Organoids demonstrate resistance to standard of care therapies for GBM. A H&E and IHC staining for pHH3 of matched sphere and organoid specimens of sample GBM3338 receiving DMSO, radiation alone, temozolomide alone, and combination radiation and temozolomide therapy. Red arrows indicate cells staining for pHH3, scale bar = 100 um. B H&E and IHC staining for pHH3 of matched sphere and organoid specimens of sample GBM124 receiving DMSO, radiation alone, temozolomide alone, and combination radiation and temozolomide therapy. Red arrows indicate cells staining for pHH3, scale bar = 100 um. C H&E and IHC staining for pHH3 of matched sphere and organoid specimens of sample GBM2012 receiving DMSO, radiation alone, temozolomide alone, and combination radiation and temozolomide therapy. Red arrows indicate cells staining for pHH3, scale bar = 100 um.
Organoids demonstrate widespread therapeutic resistance when compared to matched 2D sphere culture
We tested the effect of various chemotherapeutic drugs on matched organoid and sphere culture across multiple patient specimens.
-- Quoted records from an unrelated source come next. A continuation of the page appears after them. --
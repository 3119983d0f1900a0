// src/markdown.rs

use pulldown_cmark::{Event, Options, Parser, Tag, TagEnd};
use ratatui::{
    style::{Color, Modifier, Style},
    text::{Line, Span},
};

const CODE_COLOR: Color = Color::Rgb(209, 154, 102);
const LINK_COLOR: Color = Color::Rgb(100, 170, 255);

/// Styled lines for a markdown document plus the link targets found in it,
/// numbered in order of appearance.
#[derive(Debug, Clone, Default)]
pub struct RenderedMarkdown {
    pub lines: Vec<Line<'static>>,
    pub links: Vec<String>,
}

/// Renders bot replies for the terminal.
///
/// Links are underlined and tagged `[n]`; their URLs are listed after the
/// text so they can be opened outside the terminal.
pub fn render_markdown(text: &str, base: Style) -> RenderedMarkdown {
    let mut options = Options::empty();
    options.insert(Options::ENABLE_STRIKETHROUGH);
    options.insert(Options::ENABLE_TASKLISTS);

    let mut writer = MarkdownWriter::new(base);
    for event in Parser::new_ext(text, options) {
        writer.handle(event);
    }
    writer.finish()
}

struct MarkdownWriter {
    base: Style,
    lines: Vec<Line<'static>>,
    current: Vec<Span<'static>>,
    styles: Vec<Style>,
    // One entry per open list; `Some(n)` is the next number of an ordered list.
    lists: Vec<Option<u64>>,
    quote_depth: usize,
    in_code_block: bool,
    links: Vec<String>,
}

impl MarkdownWriter {
    fn new(base: Style) -> Self {
        Self {
            base,
            lines: Vec::new(),
            current: Vec::new(),
            styles: Vec::new(),
            lists: Vec::new(),
            quote_depth: 0,
            in_code_block: false,
            links: Vec::new(),
        }
    }

    fn style(&self) -> Style {
        self.styles.last().copied().unwrap_or(self.base)
    }

    fn push_style(&mut self, patch: Style) {
        let style = self.style().patch(patch);
        self.styles.push(style);
    }

    fn pop_style(&mut self) {
        self.styles.pop();
    }

    fn handle(&mut self, event: Event<'_>) {
        match event {
            Event::Start(tag) => self.start(tag),
            Event::End(tag) => self.end(tag),
            Event::Text(text) => self.text(&text),
            Event::Code(code) => {
                self.start_line();
                self.current.push(Span::styled(
                    code.to_string(),
                    Style::default().fg(CODE_COLOR),
                ));
            }
            Event::SoftBreak => self.text(" "),
            Event::HardBreak => self.flush_line(),
            Event::Rule => {
                self.flush_line();
                self.lines.push(Line::from(Span::styled(
                    "─".repeat(24),
                    Style::default().fg(Color::DarkGray),
                )));
                self.blank_line();
            }
            Event::Html(html) | Event::InlineHtml(html) => self.text(&html),
            Event::TaskListMarker(checked) => {
                self.start_line();
                let marker = if checked { "[x] " } else { "[ ] " };
                self.current.push(Span::styled(marker, self.style()));
            }
            _ => {}
        }
    }

    fn start(&mut self, tag: Tag<'_>) {
        match tag {
            Tag::Paragraph => {}
            Tag::Heading { .. } => {
                self.flush_line();
                self.push_style(Style::default().fg(Color::Cyan).add_modifier(Modifier::BOLD));
            }
            Tag::BlockQuote { .. } => {
                self.flush_line();
                self.quote_depth += 1;
                self.push_style(Style::default().add_modifier(Modifier::ITALIC));
            }
            Tag::CodeBlock(_) => {
                self.flush_line();
                self.in_code_block = true;
            }
            Tag::List(start) => {
                self.flush_line();
                self.lists.push(start);
            }
            Tag::Item => {
                self.flush_line();
                self.start_line();
                let indent = "  ".repeat(self.lists.len().saturating_sub(1));
                let bullet = match self.lists.last_mut() {
                    Some(Some(n)) => {
                        let bullet = format!("{}{}. ", indent, n);
                        *n += 1;
                        bullet
                    }
                    _ => format!("{}• ", indent),
                };
                self.current.push(Span::styled(bullet, self.base));
            }
            Tag::Emphasis => self.push_style(Style::default().add_modifier(Modifier::ITALIC)),
            Tag::Strong => self.push_style(Style::default().add_modifier(Modifier::BOLD)),
            Tag::Strikethrough => {
                self.push_style(Style::default().add_modifier(Modifier::CROSSED_OUT))
            }
            Tag::Link { dest_url, .. } => {
                self.links.push(dest_url.to_string());
                self.push_style(
                    Style::default()
                        .fg(LINK_COLOR)
                        .add_modifier(Modifier::UNDERLINED),
                );
            }
            _ => {}
        }
    }

    fn end(&mut self, tag: TagEnd) {
        match tag {
            TagEnd::Paragraph => {
                self.flush_line();
                if self.lists.is_empty() {
                    self.blank_line();
                }
            }
            TagEnd::Heading { .. } => {
                self.flush_line();
                self.pop_style();
                self.blank_line();
            }
            TagEnd::BlockQuote { .. } => {
                self.flush_line();
                self.quote_depth = self.quote_depth.saturating_sub(1);
                self.pop_style();
                self.blank_line();
            }
            TagEnd::CodeBlock => {
                self.in_code_block = false;
                self.blank_line();
            }
            TagEnd::List { .. } => {
                self.flush_line();
                self.lists.pop();
                if self.lists.is_empty() {
                    self.blank_line();
                }
            }
            TagEnd::Item => self.flush_line(),
            TagEnd::Emphasis | TagEnd::Strong | TagEnd::Strikethrough => self.pop_style(),
            TagEnd::Link => {
                self.pop_style();
                let marker = format!(" [{}]", self.links.len());
                self.current
                    .push(Span::styled(marker, Style::default().fg(Color::DarkGray)));
            }
            _ => {}
        }
    }

    fn text(&mut self, text: &str) {
        if self.in_code_block {
            for code_line in text.lines() {
                self.start_line();
                self.current.push(Span::styled(
                    "▎ ".to_string(),
                    Style::default().fg(Color::DarkGray),
                ));
                self.current.push(Span::styled(
                    code_line.to_string(),
                    Style::default().fg(CODE_COLOR),
                ));
                self.flush_line();
            }
            return;
        }

        self.start_line();
        self.current.push(Span::styled(text.to_string(), self.style()));
    }

    /// Opens a new output line with the block quote gutter, if needed.
    fn start_line(&mut self) {
        if !self.current.is_empty() {
            return;
        }
        for _ in 0..self.quote_depth {
            self.current
                .push(Span::styled("│ ", Style::default().fg(Color::DarkGray)));
        }
    }

    fn flush_line(&mut self) {
        if self.current.is_empty() {
            return;
        }
        let spans = std::mem::take(&mut self.current);
        self.lines.push(Line::from(spans));
    }

    fn blank_line(&mut self) {
        if self.lines.last().is_some_and(|line| line.width() > 0) {
            self.lines.push(Line::default());
        }
    }

    fn finish(mut self) -> RenderedMarkdown {
        self.flush_line();
        while self.lines.last().is_some_and(|line| line.width() == 0) {
            self.lines.pop();
        }

        if !self.links.is_empty() {
            self.lines.push(Line::default());
            for (i, url) in self.links.iter().enumerate() {
                self.lines.push(Line::from(Span::styled(
                    format!("[{}] {}", i + 1, url),
                    Style::default().fg(Color::DarkGray),
                )));
            }
        }

        RenderedMarkdown {
            lines: self.lines,
            links: self.links,
        }
    }
}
Four drugs were chosen to span different mechanisms of action, including both standard of care treatments and novel chemotherapies undergoing clinical trials: temozolomide, ibrutinib, lomustine, ruxolitinib. Temozolomide is part of current standard of care therapy for patients with GBM and is a DNA alkylating agent that inhibits cellular replication. Lomustine is a DNA and RNA alkylating agent, commonly used to treat recurrent glioblastoma at present. Ibrutinib is a small molecule drug that is a BTK/BMX tyrosine kinase inhibitor, traditionally used to treat hematological malignancies, but currently undergoing clinical trials for use in GBM [11]. Ruxolitinib is a small molecule inhibitor of JAK1 and JAK2, typically used to treat myelofibrosis, that is currently in clinical trials for patients with GBM [16,38]. JAK2 is responsible for activating the STAT3 pathway, which is an important part of promoting CSC maintenance in GBM. Normally, JAK2 is inhibited by SOCS3. BMX is able to bypass this JAK2 activation of STAT3 and instead, directly activate STAT3 [42]. Ibrutinib and ruxolitinib therefore both target different components of the JAK/STAT3 pathway which ultimately promotes CSC maintenance. Both organoids and spheres were treated with each drug for 6 days total, followed by quantification of cell viability. All specimens were normalized to their own DMSO control. DMSO levels showed no detectable toxicity and, due to our controlled formation and growth processes, cell viability measurement was highly repeatable between both technical and biological replicate organoids from multiple different GBM specimens (Supplementary Fig. 4). For the majority of treatments and specimens, GBM organoids demonstrated significantly greater overall resistance after treatment with each test drug, compared to identically treated matched sphere cultures (Fig. 4A).
Fig. 4.
GBM organoids demonstrate widespread, significant resistance to clinical therapeutics compared to matched 2D sphere culture. A Graphs of six different GBM patient specimens comparing normalized cell viability of both organoid culture and sphere culture after undergoing CTG dissociation for temozolomide, ibrutinib, lomustine, and ruxolitinib. * indicates p < 0.05, ** indicates p < 0.001, *** indicates p < 10^−10. Colored data points represent organoid culture, gray data points represent sphere culture. p in patient specimen indicates pediatric specimen. B Graph of organoid to sphere response ratio for each specimen and each drug on logarithmic scale. Values greater than 1 indicate ‘resistance’ and less than 1 indicates ‘sensitive’. C Graph of difference between sphere and organoid normalized cell viability.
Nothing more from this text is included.